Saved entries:
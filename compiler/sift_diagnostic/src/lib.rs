//! Sift diagnostics - the error taxonomy shared by every stage.
//!
//! # Taxonomy
//!
//! | Layer | Type | When |
//! |-------|------|------|
//! | parser | [`ParseError`] | malformed syntax, bad literals |
//! | inferencer | [`TypeError`] | bad operands, undefined variables, invalid indexing, stored sequences, misused definitions |
//! | inferencer | [`ResolutionError`] | no registry entry matches a call |
//! | executor, builtins | [`RuntimeError`] | bounds, missing keys, empty reductions, conversions |
//! | any | [`EngineError`] | broken internal invariants |
//!
//! All of them are fatal. [`Error`] unifies them for the driver.

mod render;
mod runtime;

use sift_ir::Type;
use thiserror::Error;

pub use render::render_parse_error;
pub use runtime::{
    already_iterating, condition_false, conversion_failed, corrupt_state, division_by_zero, empty_input, field_out_of_range,
    index_out_of_bounds, input_failed, integer_overflow, key_not_found, negative_exponent,
    not_implemented, worker_failed, RuntimeError,
};

/// Malformed program text.
#[derive(Clone, Debug, PartialEq, Eq, Error)]
#[error("{message}")]
pub struct ParseError {
    pub message: String,
    /// Byte offset of the offending input.
    pub offset: usize,
    /// Length in bytes of the offending input (at least 1 for rendering).
    pub len: usize,
}

impl ParseError {
    pub fn new(message: impl Into<String>, offset: usize, len: usize) -> Self {
        ParseError {
            message: message.into(),
            offset,
            len,
        }
    }

    /// Unparsed trailing input starting at `offset`.
    pub fn unparsed(source: &str, offset: usize) -> Self {
        let rest = source.get(offset..).unwrap_or_default();
        ParseError::new(
            format!("Syntax error, unparsed input: \"{rest}\""),
            offset,
            rest.len(),
        )
    }
}

/// Ill-typed program.
#[derive(Clone, Debug, PartialEq, Eq, Error)]
pub enum TypeError {
    #[error("Use of undefined variable: {0}")]
    UndefinedVariable(String),

    #[error("Use of '{op}' operator on non-numeric value of type {found}")]
    NonNumeric { op: &'static str, found: Type },

    #[error("Use of '{op}' operator on non-integer value of type {found}")]
    NonInteger { op: &'static str, found: Type },

    #[error("Only objects of the same type can be compared. Tried comparing {left} and {right}")]
    CompareMismatch { left: Type, right: Type },

    #[error("{context} expects a sequence, found {found}")]
    NotASequence { context: &'static str, found: Type },

    #[error("Sequences cannot be stored: {context} of {found}")]
    StoredSequence { context: &'static str, found: Type },

    #[error("Map construction requires key/value pairs, found {0}")]
    NotAPair(Type),

    #[error("Indexing tuples is only possible with integer literals")]
    TupleIndexNotLiteral,

    #[error("Tuple index {index} out of range for {tuple}")]
    TupleIndexOutOfRange { index: u64, tuple: Type },

    #[error("Cannot index {container} with {index}")]
    BadIndex { container: Type, index: Type },

    #[error("Expression computes nothing")]
    ComputesNothing,

    #[error("Detected recursive function call of {0}")]
    RecursiveDefinition(String),

    #[error("User-defined function '{0}' must be called with arguments.")]
    DefinitionNeedsArguments(String),

    #[error("User-defined function '{0}' must be called without arguments.")]
    DefinitionTakesNoArguments(String),

    #[error("The right-hand side of << ... >> must be a tuple of two elements, with the second element a sequence, found {0}")]
    RecursorSource(Type),

    #[error("Wrong type of left-hand side of << ... >>, expecting {expected}, got {found}")]
    RecursorBody { expected: Type, found: Type },
}

/// A call with no matching registry entry.
#[derive(Clone, Debug, PartialEq, Eq, Error)]
#[error("Invalid function call: {name} {args}")]
pub struct ResolutionError {
    pub name: String,
    pub args: Type,
}

/// Violated engine invariant.
#[derive(Clone, Debug, PartialEq, Eq, Error)]
#[error("Sanity error: {0}")]
pub struct EngineError(pub String);

impl EngineError {
    pub fn new(message: impl Into<String>) -> Self {
        EngineError(message.into())
    }
}

/// Any fatal error.
#[derive(Clone, Debug, PartialEq, Error)]
pub enum Error {
    #[error(transparent)]
    Parse(#[from] ParseError),
    #[error(transparent)]
    Type(#[from] TypeError),
    #[error(transparent)]
    Resolution(#[from] ResolutionError),
    #[error(transparent)]
    Runtime(#[from] RuntimeError),
    #[error(transparent)]
    Engine(#[from] EngineError),
}

impl Error {
    /// Short name of the error layer, for logging.
    pub fn layer(&self) -> &'static str {
        match self {
            Error::Parse(_) => "parse",
            Error::Type(_) => "type",
            Error::Resolution(_) => "resolution",
            Error::Runtime(_) => "runtime",
            Error::Engine(_) => "engine",
        }
    }
}

/// Result alias used by the driver.
pub type Result<T, E = Error> = std::result::Result<T, E>;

Directions: Lines that contain "message" should be pulled from the entries above and reported.

Response to this exercise:
#[error("{message}")]
    pub message: String,
    pub fn new(message: impl Into<String>, offset: usize, len: usize) -> Self {
            message: message.into(),
    pub fn new(message: impl Into<String>) -> Self {
        EngineError(message.into())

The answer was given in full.